Aunque no es en estos retratos, pese a lo que pudiera pensarse, donde se manifiesta esa ausencia profunda que transmite la fotografía, sino en algunos retratos de familia. Hay en la muestra uno en especial, Familia de seis personas, de Bénudet, donde una madre y cuatro hijas, colocadas sin excesivas jerarquías, comparten el marco ovalado con el benjamín que mira hacia la cámara desafiante. Ante esta imagen e igual que en otra donde un padre posa con los hijos, el espectador se pregunta en qué momento dejó de sonar aquel móvil imaginario, cuándo decidieron inmortalizar lo que quedaba de la familia, quién sabe si impelidos por la pérdida reciente, subrayando la ausencia entre aquellas presencias incompletas.

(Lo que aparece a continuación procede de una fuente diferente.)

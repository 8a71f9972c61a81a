use crate::app::state::AppState;
use crate::color::Color;
use anyhow::Context;
use crossterm::{
    event::{DisableMouseCapture, EnableMouseCapture},
    execute,
    terminal::{EnterAlternateScreen, LeaveAlternateScreen, disable_raw_mode, enable_raw_mode},
};
use ratatui::{Terminal, backend::CrosstermBackend};
use std::io::{self, Stdout};

pub mod theme;
pub mod widgets;

pub type TuiTerminal = Terminal<CrosstermBackend<Stdout>>;

pub struct TerminalGuard {
    terminal: TuiTerminal,
    mouse: bool,
}

impl TerminalGuard {
    pub fn enter(mouse: bool) -> anyhow::Result<Self> {
        enable_raw_mode().context("enable raw mode")?;

        let mut stdout = io::stdout();
        execute!(stdout, EnterAlternateScreen).context("enter alt screen")?;
        if mouse {
            execute!(stdout, EnableMouseCapture).context("enable mouse capture")?;
        }

        let backend = CrosstermBackend::new(stdout);
        let terminal = Terminal::new(backend).context("create terminal")?;

        Ok(Self { terminal, mouse })
    }

    pub fn terminal_mut(&mut self) -> &mut TuiTerminal {
        &mut self.terminal
    }
}

impl Drop for TerminalGuard {
    fn drop(&mut self) {
        // Best-effort cleanup; don't panic in Drop.
        let _ = disable_raw_mode();
        let mut stdout = io::stdout();
        if self.mouse {
            let _ = execute!(stdout, DisableMouseCapture);
        }
        let _ = execute!(stdout, LeaveAlternateScreen);
    }
}

pub fn draw(terminal: &mut TuiTerminal, state: &mut AppState) -> anyhow::Result<()> {
    if let Some(toast) = &state.toast
        && toast.is_expired()
    {
        state.toast = None;
    }

    terminal
        .draw(|f| widgets::root::render(f, state))
        .context("terminal draw")?;
    Ok(())
}

/// Terminal rendering of a palette color.
pub fn to_term(color: Color) -> ratatui::style::Color {
    ratatui::style::Color::Rgb(color.red(), color.green(), color.blue())
}
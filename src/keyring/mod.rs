//! Test Key Ring - deterministic keypairs for every test identity
//!
//! The ring holds one strongly typed map per chain. It is built once, on
//! first access to [`TEST_KEY_RING`], and never changes afterwards.

mod lookup;

pub use lookup::{insecure_keypair_from_address, KeypairRef};

use crate::crypto::{secp256k1, sr25519};
use crate::identity::seed::{ethereum_seed, substrate_seed};
use crate::identity::{ChainType, TestIdentity};
use crate::{KeyringError, Result};
use once_cell::sync::Lazy;
use std::collections::HashMap;

/// Process wide test key ring.
///
/// Panics on first access if any keypair cannot be derived, since a
/// partial set of test identities is never usable.
pub static TEST_KEY_RING: Lazy<TestKeyRing> = Lazy::new(|| match TestKeyRing::build() {
    Ok(ring) => ring,
    Err(e) => panic!("failed to build test key ring: {}", e),
});

/// Keypairs for all test identities, keyed by identity name
pub struct TestKeyRing {
    ethereum_keys: HashMap<&'static str, secp256k1::Keypair>,
    substrate_keys: HashMap<&'static str, sr25519::Keypair>,
}

impl TestKeyRing {
    /// Derive the keypairs of every identity on both chains.
    ///
    /// Fails as a whole on the first derivation error.
    pub fn build() -> Result<Self> {
        let ethereum_keys = build_ring(ChainType::Ethereum, |identity| {
            secp256k1::Keypair::from_private_key(&ethereum_seed(identity))
        })?;
        let substrate_keys = build_ring(ChainType::Substrate, |identity| {
            sr25519::Keypair::from_seed_phrase(&substrate_seed(identity))
        })?;

        tracing::info!(
            "Test key ring ready: {} identities on {} chains",
            TestIdentity::ALL.len(),
            ChainType::ALL.len()
        );

        Ok(Self {
            ethereum_keys,
            substrate_keys,
        })
    }

    /// Ethereum keypair of a test identity
    pub fn ethereum(&self, identity: TestIdentity) -> &secp256k1::Keypair {
        &self.ethereum_keys[identity.as_str()]
    }

    /// Substrate keypair of a test identity
    pub fn substrate(&self, identity: TestIdentity) -> &sr25519::Keypair {
        &self.substrate_keys[identity.as_str()]
    }

    pub fn ethereum_keys(&self) -> &HashMap<&'static str, secp256k1::Keypair> {
        &self.ethereum_keys
    }

    pub fn substrate_keys(&self) -> &HashMap<&'static str, sr25519::Keypair> {
        &self.substrate_keys
    }

    /// Resolve a keypair by identity name and chain type.
    ///
    /// An unknown chain type is reported before an unknown identity.
    pub fn lookup(&self, name: &str, chain_type: &str) -> Result<KeypairRef<'_>> {
        let keypair = match chain_type.parse::<ChainType>()? {
            ChainType::Ethereum => self.ethereum_keys.get(name).map(KeypairRef::Ethereum),
            ChainType::Substrate => self.substrate_keys.get(name).map(KeypairRef::Substrate),
        };

        keypair.ok_or_else(|| KeyringError::UnknownIdentity(name.to_string()))
    }
}

fn build_ring<K, F>(chain: ChainType, derive: F) -> Result<HashMap<&'static str, K>>
where
    K: crate::crypto::Keypair,
    F: Fn(TestIdentity) -> std::result::Result<K, crate::crypto::CryptoError>,
{
    TestIdentity::ALL
        .into_iter()
        .map(|identity| {
            let keypair = derive(identity).map_err(|source| KeyringError::Derivation {
                identity,
                chain,
                source,
            })?;
            tracing::debug!("Derived {} key for {}: {}", chain, identity, keypair.address());
            Ok((identity.as_str(), keypair))
        })
        .collect()
}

Si toda foto lleva implícito sin remedio cierto augurio de caducidad, conserva al tiempo -o debido a ese augurio- un fragmento importante de la vida de quienes fuimos. Tal vez por eso, la idea para sus retratos de familia, cuenta el propio Thomas Struth, parte del proyecto de un amigo psicoanalista con el cual solía trabajar y a cuya memoria está dedicada la muestra -y el libro publicado para la ocasión- Vida en familia, donde se recogen las fotos familiares que el artista alemán ha ido haciendo a lo largo de veinte años. Porque en el trabajo subyace la propuesta del amigo, quien invitaba a sus pacientes a traer alguna foto para ilustrar con imágenes los recuerdos de la infancia, se trasluce en todas ese rastro intenso que alerta al espectador, como siempre en su obra, sobre lo que parecía ser un simple trabajo etnográfico. Pero, sobre todo, frente a estas imágenes se entiende de un modo más certero la esencia fotográfica de Las Meninas, a las cuales Struth ha dedicado una serie completa: ¿qué si no la presencia ambigua de los reyes, en el fondo una ausencia poderosa, confiere al óleo esa modernidad inusitada?